Pepita
era una chica rubita, de ojos azules que se ocultaban detrás de unas gafas de
un modelo un tanto anticuado. Su figura no era nada del otro mundo y,
seguramente, no habría ganado ningún concurso de belleza aunque tampoco le
interesaba en absoluto pues su ilusión en la vida siempre había sido llegar a
ser secretaria de dirección y, aunque con ciertas limitaciones, lo había
conseguido, era la secretaria del bufete de don Timoteo Timor, más conocido por
“Tití”, abogado en ejercicio que se dedicaba principalmente al turno de oficio
amén de algún caso de poca monta y menos peculio.
Trabajaba
a media jornada de 14 a 18 horas por lo que se llevaba la comida al trabajo y
llegaba a eso de las 13,30 para almorzar antes de comenzar su tarea diaria.
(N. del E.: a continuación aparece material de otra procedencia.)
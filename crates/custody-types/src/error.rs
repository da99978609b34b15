//! Error types for the custody service.
//!
//! All errors use the `CG_ERR_` prefix convention for easy grepping in logs.
//! Error codes are grouped by subsystem:
//! - 1xx: Payload errors
//! - 2xx: Registry / capacity errors
//! - 3xx: Crypto errors
//! - 4xx: Upstream errors
//! - 9xx: General / internal errors

use std::fmt::Display;

use thiserror::Error;

/// Central error enum for all custody operations.
#[derive(Debug, Error)]
pub enum CustodyError {
    // =================================================================
    // Payload Errors (1xx)
    // =================================================================
    /// The petition is malformed or one of its signatures is not authentic.
    #[error("CG_ERR_100: Invalid payload field `{field}`: {reason}")]
    InvalidPayload { field: String, reason: String },

    /// The request body could not be parsed.
    #[error("CG_ERR_101: Bad request: {reason}")]
    BadRequest { reason: String },

    // =================================================================
    // Registry Errors (2xx)
    // =================================================================
    /// Every application in the pool is already assigned.
    #[error("CG_ERR_200: Out of capacity: no unassigned application remains")]
    OutOfCapacity,

    /// A storage transaction failed and was rolled back.
    #[error("CG_ERR_201: Transaction failed: {0}")]
    Transaction(String),

    /// No custody row matched the lookup.
    #[error("CG_ERR_202: Custody node not found by {field}: {value}")]
    NodeNotFound { field: String, value: String },

    // =================================================================
    // Crypto Errors (3xx)
    // =================================================================
    /// Ciphertext has an impossible length or padding.
    #[error("CG_ERR_300: Invalid ciphertext: {reason}")]
    InvalidCiphertext { reason: String },

    /// Key material could not be decoded into a curve element.
    #[error("CG_ERR_301: Invalid key: {reason}")]
    InvalidKey { reason: String },

    // =================================================================
    // Upstream Errors (4xx)
    // =================================================================
    /// The membership oracle, ledger lookup or publisher failed.
    #[error("CG_ERR_400: Upstream {service} unavailable: {reason}")]
    UpstreamUnavailable { service: String, reason: String },

    // =================================================================
    // General / Internal (9xx)
    // =================================================================
    /// Unrecoverable internal error.
    #[error("CG_ERR_900: Internal error: {0}")]
    Internal(String),

    /// Serialization / deserialization error.
    #[error("CG_ERR_901: Serialization error: {0}")]
    Serialization(String),

    /// Configuration error (invalid config file, missing fields, etc.).
    #[error("CG_ERR_902: Configuration error: {0}")]
    Configuration(String),
}

/// Crate-wide `Result` alias.
pub type Result<T> = std::result::Result<T, CustodyError>;

impl CustodyError {
    /// Shorthand for [`CustodyError::InvalidPayload`].
    pub fn invalid_payload(field: impl Into<String>, reason: impl Into<String>) -> Self {
        Self::InvalidPayload {
            field: field.into(),
            reason: reason.into(),
        }
    }

    /// Wrap a storage error. The enclosing transaction has been rolled back.
    pub fn transaction(err: impl Display) -> Self {
        Self::Transaction(err.to_string())
    }

    /// Wrap an outbound call failure.
    pub fn upstream(service: impl Into<String>, err: impl Display) -> Self {
        Self::UpstreamUnavailable {
            service: service.into(),
            reason: err.to_string(),
        }
    }

    /// Whether the caller can fix the request and try again.
    #[must_use]
    pub fn is_caller_correctable(&self) -> bool {
        matches!(self, Self::InvalidPayload { .. } | Self::BadRequest { .. })
    }
}

impl From<std::io::Error> for CustodyError {
    fn from(err: std::io::Error) -> Self {
        Self::Internal(err.to_string())
    }
}

impl From<serde_json::Error> for CustodyError {
    fn from(err: serde_json::Error) -> Self {
        Self::Serialization(err.to_string())
    }
}

#[cfg(test)]
mod tests {
    use super::*;

    #[test]
    fn invalid_payload_names_field() {
        let err = CustodyError::invalid_payload("payee signature", "invalid");
        let msg = format!("{err}");
        assert!(msg.starts_with("CG_ERR_100"), "Got: {msg}");
        assert!(msg.contains("payee signature"));
    }

    #[test]
    fn upstream_display() {
        let err = CustodyError::upstream("membership", "connection refused");
        let msg = format!("{err}");
        assert!(msg.contains("CG_ERR_400"));
        assert!(msg.contains("membership"));
        assert!(msg.contains("connection refused"));
    }

    #[test]
    fn caller_correctable_split() {
        assert!(CustodyError::invalid_payload("extra", "length").is_caller_correctable());
        assert!(!CustodyError::OutOfCapacity.is_caller_correctable());
        assert!(!CustodyError::transaction("locked").is_caller_correctable());
    }

    #[test]
    fn all_errors_have_cg_err_prefix() {
        let errors: Vec<Box<dyn std::error::Error>> = vec![
            Box::new(CustodyError::OutOfCapacity),
            Box::new(CustodyError::transaction("busy")),
            Box::new(CustodyError::InvalidCiphertext {
                reason: "short".into(),
            }),
            Box::new(CustodyError::Internal("test".into())),
            Box::new(CustodyError::NodeNotFound {
                field: "hash".into(),
                value: "00".into(),
            }),
        ];
        for err in errors {
            let msg = format!("{err}");
            assert!(
                msg.starts_with("CG_ERR_"),
                "Error missing CG_ERR_ prefix: {msg}"
            );
        }
    }
}
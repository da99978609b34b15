//! Async custody registry.
//!
//! Each store call runs on the blocking pool. Publication of the
//! acknowledgement happens between two store transactions, never inside
//! one, so no database lock is held across outbound I/O.

use std::sync::Arc;

use chrono::Utc;
use custody_crypto::CredentialSealer;
use custody_types::{
    Address, AppId, CustodyError, CustodyKey, CustodyNode, ObjectPublisher, ObjectRequest,
    Result, TraceId, TxHash,
    constants::{DEFAULT_LIST_LIMIT, PUBLICATION_UNIT_PRICE},
};
use rust_decimal::Decimal;

use crate::{pool::ApplicationPool, store::NodeStore};

/// Amount paid to publish an acknowledgement carrying `memo`:
/// `(len / 1024 + 2) * 0.001`.
#[must_use]
pub fn publication_amount(memo: &str) -> Decimal {
    Decimal::from(memo.len() / 1024 + 2) * PUBLICATION_UNIT_PRICE
}

/// The custody registry shared by the petition path and the payment flow.
#[derive(Clone)]
pub struct CustodyRegistry {
    store: Arc<NodeStore>,
    pool: Arc<ApplicationPool>,
    sealer: Arc<CredentialSealer>,
    publisher: Arc<dyn ObjectPublisher>,
}

impl CustodyRegistry {
    #[must_use]
    pub fn new(
        store: NodeStore,
        pool: ApplicationPool,
        sealer: CredentialSealer,
        publisher: Arc<dyn ObjectPublisher>,
    ) -> Self {
        Self {
            store: Arc::new(store),
            pool: Arc::new(pool),
            sealer: Arc::new(sealer),
            publisher,
        }
    }

    async fn blocking<T, F>(&self, f: F) -> Result<T>
    where
        T: Send + 'static,
        F: FnOnce(&NodeStore) -> Result<T> + Send + 'static,
    {
        let store = Arc::clone(&self.store);
        tokio::task::spawn_blocking(move || f(&store))
            .await
            .map_err(|e| CustodyError::Internal(format!("registry task failed: {e}")))?
    }

    /// Administrative insert; no deduplication beyond the storage
    /// constraints.
    pub async fn create(
        &self,
        key: CustodyKey,
        app_id: Option<AppId>,
        transaction_hash: Option<TxHash>,
    ) -> Result<CustodyNode> {
        let mut node = CustodyNode::unassigned(key, Utc::now());
        node.app_id = app_id;
        node.transaction_hash = transaction_hash;
        let node = self.blocking(move |store| store.create(&node)).await?;
        tracing::info!(custody = %key, "custody node created administratively");
        Ok(node)
    }

    /// Record a verified petition and make sure its acknowledgement is
    /// published.
    ///
    /// A row that already carries a transaction hash is returned unchanged.
    /// A row without one (new, or left behind by a failed publication) is
    /// published with the trace id derived from its triple, then the hash
    /// is attached.
    pub async fn get_or_create_by_petition(
        &self,
        key: CustodyKey,
        extra: &str,
    ) -> Result<CustodyNode> {
        let (node, created) = self
            .blocking(move |store| store.find_or_insert(&key, Utc::now()))
            .await?;
        if node.transaction_hash.is_some() {
            tracing::debug!(custody = %key, "petition already recorded");
            return Ok(node);
        }
        if created {
            tracing::info!(custody = %key, "petition recorded");
        } else {
            tracing::warn!(custody = %key, "petition row has no acknowledgement, republishing");
        }

        let request = ObjectRequest {
            amount: publication_amount(extra),
            trace_id: TraceId::for_custody(&key.custodian, &key.payee, &key.kernel_id),
            memo: extra.to_owned(),
        };
        let hash = self.publisher.publish(&request).await?;
        tracing::info!(custody = %key, trace_id = %request.trace_id, hash = %hash, "acknowledgement published");

        self.blocking(move |store| store.attach_transaction_hash(&key, &hash, Utc::now()))
            .await
    }

    /// Hand an application to the custodian of the row acknowledged by
    /// `hash`. Idempotent for rows that are already assigned.
    pub async fn assign_application(
        &self,
        key: CustodyKey,
        hash: TxHash,
    ) -> Result<CustodyNode> {
        let pool = Arc::clone(&self.pool);
        let sealer = Arc::clone(&self.sealer);
        self.blocking(move |store| store.assign(&hash, &key, &pool, &sealer, Utc::now()))
            .await
    }

    /// Assigned rows, oldest first.
    pub async fn list(&self, limit: Option<usize>) -> Result<Vec<CustodyNode>> {
        let limit = limit.unwrap_or(DEFAULT_LIST_LIMIT);
        self.blocking(move |store| store.list(limit)).await
    }

    pub async fn find_by_natural_key(&self, key: CustodyKey) -> Result<Option<CustodyNode>> {
        self.blocking(move |store| store.find_by_natural_key(&key)).await
    }

    pub async fn find_by_transaction_hash(&self, hash: TxHash) -> Result<Option<CustodyNode>> {
        self.blocking(move |store| store.find_by_transaction_hash(&hash)).await
    }

    pub async fn find_by_custodian(&self, custodian: Address) -> Result<Vec<CustodyNode>> {
        self.blocking(move |store| store.find_by_custodian(&custodian)).await
    }

    pub async fn assigned_app_ids(&self) -> Result<Vec<AppId>> {
        self.blocking(NodeStore::assigned_app_ids).await
    }

    #[must_use]
    pub fn pool_size(&self) -> usize {
        self.pool.len()
    }

    #[must_use]
    pub fn service_public_key(&self) -> String {
        self.sealer.public_key().to_hex()
    }
}

impl std::fmt::Debug for CustodyRegistry {
    fn fmt(&self, f: &mut std::fmt::Formatter<'_>) -> std::fmt::Result {
        f.debug_struct("CustodyRegistry")
            .field("store", &self.store)
            .field("pool_size", &self.pool.len())
            .finish_non_exhaustive()
    }
}
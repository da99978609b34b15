//! Async transport abstractions for the external collaborators.
//!
//! Implementations perform blocking network I/O; callers must tolerate
//! multi-second latency and hold no in-process lock across these calls.
//!
//! ## Contract
//!
//! - Implementations MUST NOT retry internally.
//! - Implementations MUST NOT panic.
//! - Failures are reported as [`CustodyError::UpstreamUnavailable`].
//!
//! [`CustodyError::UpstreamUnavailable`]: crate::CustodyError::UpstreamUnavailable

use async_trait::async_trait;

use crate::{LedgerTransaction, NetworkNode, ObjectRequest, Result, TxHash};

/// Supplies the current network node directory.
#[async_trait]
pub trait MembershipOracle: Send + Sync {
    /// The full directory, in the order the network reports it.
    async fn list_nodes(&self) -> Result<Vec<NetworkNode>>;
}

/// Reads transactions from the ledger.
#[async_trait]
pub trait LedgerLookup: Send + Sync {
    /// `Ok(None)` if the ledger does not know the hash.
    async fn read_transaction(&self, hash: &TxHash) -> Result<Option<LedgerTransaction>>;
}

/// Publishes acknowledgement transactions.
#[async_trait]
pub trait ObjectPublisher: Send + Sync {
    /// Returns the hash of the published transaction. Publishing the same
    /// trace id twice yields the same transaction.
    async fn publish(&self, request: &ObjectRequest) -> Result<TxHash>;
}
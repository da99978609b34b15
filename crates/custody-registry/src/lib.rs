//! # custody-registry
//!
//! Durable store of custody rows keyed by `(custodian, payee, kernel_id)`.
//!
//! - [`NodeStore`]: synchronous `SQLite` store, one connection per
//!   operation, writers serialized with `BEGIN IMMEDIATE`
//! - [`ApplicationPool`]: the finite, ordered set of application identities
//! - [`CustodyRegistry`]: the async facade used by the service, which also
//!   publishes petition acknowledgements
//!
//! ## Guarantees
//!
//! 1. At most one row per natural key, enforced by a unique index and a
//!    find-or-insert inside one write transaction.
//! 2. An application id is assigned to at most one row. The claim reads
//!    the full assigned set and updates the row in the same transaction,
//!    and a partial unique index backs it up.
//! 3. Assigned rows are never modified again.

pub mod pool;
pub mod registry;
pub mod store;

pub use pool::ApplicationPool;
pub use registry::{CustodyRegistry, publication_amount};
pub use store::NodeStore;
Por
esta razón encontró el sobre que, dirigido a su jefe, estaba clavado con una
chincheta en la puerta del apartamento que servía de oficina.
El
abogado llegó, como era de costumbre, a las cuatro aproximadamente y ella le
entregó el sobre que era la única correspondencia recibida. Mantuvieron una
breve conversación y siguió con su trabajo.
Estaba
encendiendo el enésimo cigarrillo rubio de la tarde cuando contempló cómo la
cara de su jefe se ponía blanca como la cera cuando leyó el papelito que había
dentro del sobre. El pobre Tití trató de carraspear y casi se ahoga en el
intento de tal manera que, con los ojos desmesuradamente abiertos, se le puso
una cara de besugo que era todo un poema.
El
letrado no dijo ni palabra en las dos horas siguientes por lo que Pepita, una
vez llegada su hora de salida, recogió sus cosas y se largó a su casa.